A Comissão de Constituição, Justiça e Redação (CCJ) da Assembleia Legislativa do Estado de Goiás (Alego) aprovou, na manhã desta quinta-feira, 19, durante a reunião realizada na Sala Júlio da Retífica, a manutenção de três vetos integrais do Poder Executivo a projetos de lei de iniciativa parlamentar. A reunião é conduzida pelo presidente do colegiado, deputado Amilton Filho (MDB), e integra a pauta da primeira reunião ordinária da comissão em 2026.
Entre as matérias analisadas, os deputados membros da CCJ acompanharam o parecer pela manutenção do veto contido no processo nº 21199/25, que trata do autógrafo de lei de autoria do deputado Amauri Ribeiro (UB). A proposta do parlamentar previa a realização de testes para identificação de indícios do transtorno do espectro autista (TEA) em escolas da rede pública estadual de ensino e em unidades da rede pública estadual de saúde. O objetivo do projeto era facilitar o diagnóstico precoce em crianças, especialmente na faixa etária entre 18 e 24 meses, embora a confirmação do diagnóstico dependesse de avaliação médica a partir dos dois anos de idade. Conforme justificativa apresentada pelo parlamentar, “o diagnóstico precoce se torna fundamental para que haja o acompanhamento adequado, embora os sinais do TEA possam ser percebidos antes dos dois anos, não há exame clínico para diagnosticá-lo nessa fase da vida”. Com a decisão da comissão, foi mantido o veto integral à proposta.
Também foi mantido o veto integral referente ao processo nº 21351/25, que se opõe ao projeto de lei do deputado Lineu Olimpio (MDB), que estabelecia requisitos obrigatórios para o registro de empresas que atuam na desmontagem de veículos automotores terrestres junto ao Departamento Estadual de Trânsito de Goiás (Detran-GO). A matéria tinha como finalidade ampliar o controle e a fiscalização sobre o funcionamento dessas empresas, buscando maior segurança e regularidade no setor, além de contribuir para o combate ao comércio ilegal de peças automotivas.
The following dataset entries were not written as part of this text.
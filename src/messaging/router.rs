use super::notice::{self, Notice, NoticeLevel};
use super::{ListenerRegistry, ServerEvent};
use crate::client::{ClientState, ConnectionManager, ConnectionState};
use crate::types::{InboundMessage, OutboundMessage};
use std::sync::{Arc, Weak};
use tokio::sync::{RwLock, broadcast};

/// Routes incoming frames of one transport to built-in handling and listeners.
///
/// Holds the client weakly; frames arriving after the client was dropped are
/// ignored.
pub struct MessageRouter {
    generation: u64,
    state: Weak<RwLock<ClientState>>,
    connection: Weak<ConnectionManager>,
    listeners: ListenerRegistry,
    notices: broadcast::Sender<Notice>,
}

impl MessageRouter {
    pub fn new(
        generation: u64,
        state: &Arc<RwLock<ClientState>>,
        connection: &Arc<ConnectionManager>,
        listeners: ListenerRegistry,
        notices: broadcast::Sender<Notice>,
    ) -> Self {
        Self {
            generation,
            state: Arc::downgrade(state),
            connection: Arc::downgrade(connection),
            listeners,
            notices,
        }
    }

    /// Routes a raw text frame. Malformed frames are dropped.
    pub async fn route(&self, text: &str) {
        let Some(message) = InboundMessage::parse(text) else {
            tracing::warn!("Dropping malformed message: {}", text);
            return;
        };

        let (Some(state), Some(connection)) = (self.state.upgrade(), self.connection.upgrade())
        else {
            tracing::debug!("Client dropped, ignoring '{}'", message.event);
            return;
        };

        if !state.read().await.is_current(self.generation) {
            tracing::debug!(
                "Ignoring '{}' from stale connection {}",
                message.event,
                self.generation
            );
            return;
        }

        tracing::debug!("Routing message: type={}", message.event);

        if message.event.is_system() {
            self.handle_system(&state, &connection, &message).await;
        }

        let delivered = self.listeners.emit(&message);
        tracing::debug!("Delivered '{}' to {} listener(s)", message.event, delivered);
    }

    async fn handle_system(
        &self,
        state: &RwLock<ClientState>,
        connection: &ConnectionManager,
        message: &InboundMessage,
    ) {
        match &message.event {
            ServerEvent::Authenticated => self.handle_authenticated(state, connection).await,
            ServerEvent::Error => self.handle_server_error(state, message).await,
            ServerEvent::Subscribed | ServerEvent::Unsubscribed => {
                tracing::debug!(
                    "Server confirmed {} for channel {}",
                    message.event,
                    message.str_field("channel").unwrap_or("<unknown>")
                );
            }
            ServerEvent::Pong => {
                let mut state = state.write().await;
                if state.is_current(self.generation) {
                    state.pending_ping = false;
                }
            }
            ServerEvent::LowStockAlert => {
                let product = message
                    .payload
                    .get("data")
                    .and_then(|data| data.get("name"))
                    .and_then(|name| name.as_str());
                let text = match product {
                    Some(name) => format!("Low stock alert: {}", name),
                    None => "Low stock alert".to_string(),
                };
                notice::publish(&self.notices, Notice::warning(text));
            }
            ServerEvent::SystemMessage => {
                let level = message
                    .str_field("message_type")
                    .map_or(NoticeLevel::Info, NoticeLevel::parse);
                let text = message.str_field("message").unwrap_or("System notice");
                notice::publish(&self.notices, Notice::new(level, text));
            }
            _ => {}
        }
    }

    /// Completes the handshake: marks the connection live, resets the
    /// reconnect budget and replays every remembered subscription once.
    async fn handle_authenticated(&self, state: &RwLock<ClientState>, connection: &ConnectionManager) {
        let mut state = state.write().await;
        if !state.is_current(self.generation) {
            return;
        }
        if state.status == ConnectionState::Connected {
            tracing::debug!("Duplicate authenticated message ignored");
            return;
        }

        state.set_status(ConnectionState::Connected);
        state.reconnect.reset();

        let channels: Vec<String> = state.subscriptions.iter().cloned().collect();
        for channel in channels.iter() {
            if !connection
                .send_message(&OutboundMessage::subscribe(channel))
                .await
            {
                tracing::warn!("Could not replay subscription to {}", channel);
            }
        }
        drop(state);

        tracing::info!(
            "Authenticated; replayed {} subscription(s)",
            channels.len()
        );
        notice::publish(&self.notices, Notice::success("Live updates connected"));
    }

    async fn handle_server_error(&self, state: &RwLock<ClientState>, message: &InboundMessage) {
        let text = message
            .str_field("message")
            .unwrap_or("Unknown server error")
            .to_string();

        {
            let mut state = state.write().await;
            if state.is_current(self.generation) && state.status == ConnectionState::Connecting {
                tracing::warn!("Authentication rejected: {}", text);
                state.set_status(ConnectionState::Error);
            }
        }

        notice::publish(&self.notices, Notice::error(text));
    }
}
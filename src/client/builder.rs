use super::{ClientState, ConnectionManager, ConnectionState, RealtimeClient};
use crate::infrastructure::{BackoffConfig, ReconnectPolicy};
use crate::messaging::ListenerRegistry;
use crate::types::constants::{HEARTBEAT_INTERVAL, NOTICE_CHANNEL_CAPACITY};
use crate::types::{ClientError, Result};
use crate::websocket::{Connector, TungsteniteConnector};
use std::sync::Arc;
use std::time::Duration;
use tokio::sync::{RwLock, broadcast, watch};
use url::Url;

#[derive(Debug, Clone)]
pub struct RealtimeClientOptions {
    /// Credential sent in the authenticate handshake. Without one, `connect()`
    /// does nothing.
    pub access_token: Option<String>,
    /// Interval between `ping` frames; `None` disables the heartbeat
    pub heartbeat_interval: Option<Duration>,
    pub backoff: BackoffConfig,
    pub notice_capacity: usize,
}

impl Default for RealtimeClientOptions {
    fn default() -> Self {
        Self {
            access_token: None,
            heartbeat_interval: Some(Duration::from_millis(HEARTBEAT_INTERVAL)),
            backoff: BackoffConfig::default(),
            notice_capacity: NOTICE_CHANNEL_CAPACITY,
        }
    }
}

/// Builder for RealtimeClient that handles initialization
pub struct RealtimeClientBuilder {
    endpoint: Url,
    options: RealtimeClientOptions,
    connector: Arc<dyn Connector>,
}

impl RealtimeClientBuilder {
    /// Create a new builder for a `ws://` or `wss://` endpoint
    pub fn new(endpoint: &str, options: RealtimeClientOptions) -> Result<Self> {
        let endpoint = Url::parse(endpoint)?;

        if !matches!(endpoint.scheme(), "ws" | "wss") {
            return Err(ClientError::Config(format!(
                "live-update endpoint must use ws or wss, got '{}'",
                endpoint.scheme()
            )));
        }

        Ok(Self {
            endpoint,
            options,
            connector: Arc::new(TungsteniteConnector),
        })
    }

    /// Replace the transport used for every connection attempt
    pub fn with_connector(mut self, connector: Arc<dyn Connector>) -> Self {
        self.connector = connector;
        self
    }

    pub fn build(self) -> RealtimeClient {
        let (state_tx, _) = watch::channel(ConnectionState::Disconnected);
        let (notices, _) = broadcast::channel(self.options.notice_capacity.max(1));

        let client_state = ClientState::new(
            self.options.access_token.clone(),
            ReconnectPolicy::new(self.options.backoff),
            state_tx,
        );

        RealtimeClient {
            endpoint: self.endpoint,
            options: self.options,
            connector: self.connector,
            connection: Arc::new(ConnectionManager::new()),
            state: Arc::new(RwLock::new(client_state)),
            listeners: ListenerRegistry::new(),
            notices,
        }
    }
}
O colegiado acompanhou o entendimento pela manutenção do veto governamental ao autógrafo.
Outro veto mantido pela CCJ foi o relativo ao processo nº 26173/25, também de autoria do deputado Amauri Ribeiro (UB), que dispunha sobre o peso das embalagens de cimento comercializadas em Goiás. O projeto determinava que as produtoras fornecessem embalagens de 25 quilos, podendo ofertar também unidades com quantidades menores. Segundo o autor, a iniciativa tinha como principal objetivo reduzir riscos à saúde dos trabalhadores da construção civil em razão do manuseio de cargas excessivas, além de evitar desperdícios ao consumidor, em consonância com princípios previstos na Constituição Federal.
Com a deliberação da CCJ pela manutenção dos vetos, as matérias seguem agora para apreciação final do Plenário da Assembleia Legislativa, instância responsável pela decisão definitiva sobre a manutenção ou eventual derrubada das decisões do Poder Executivo.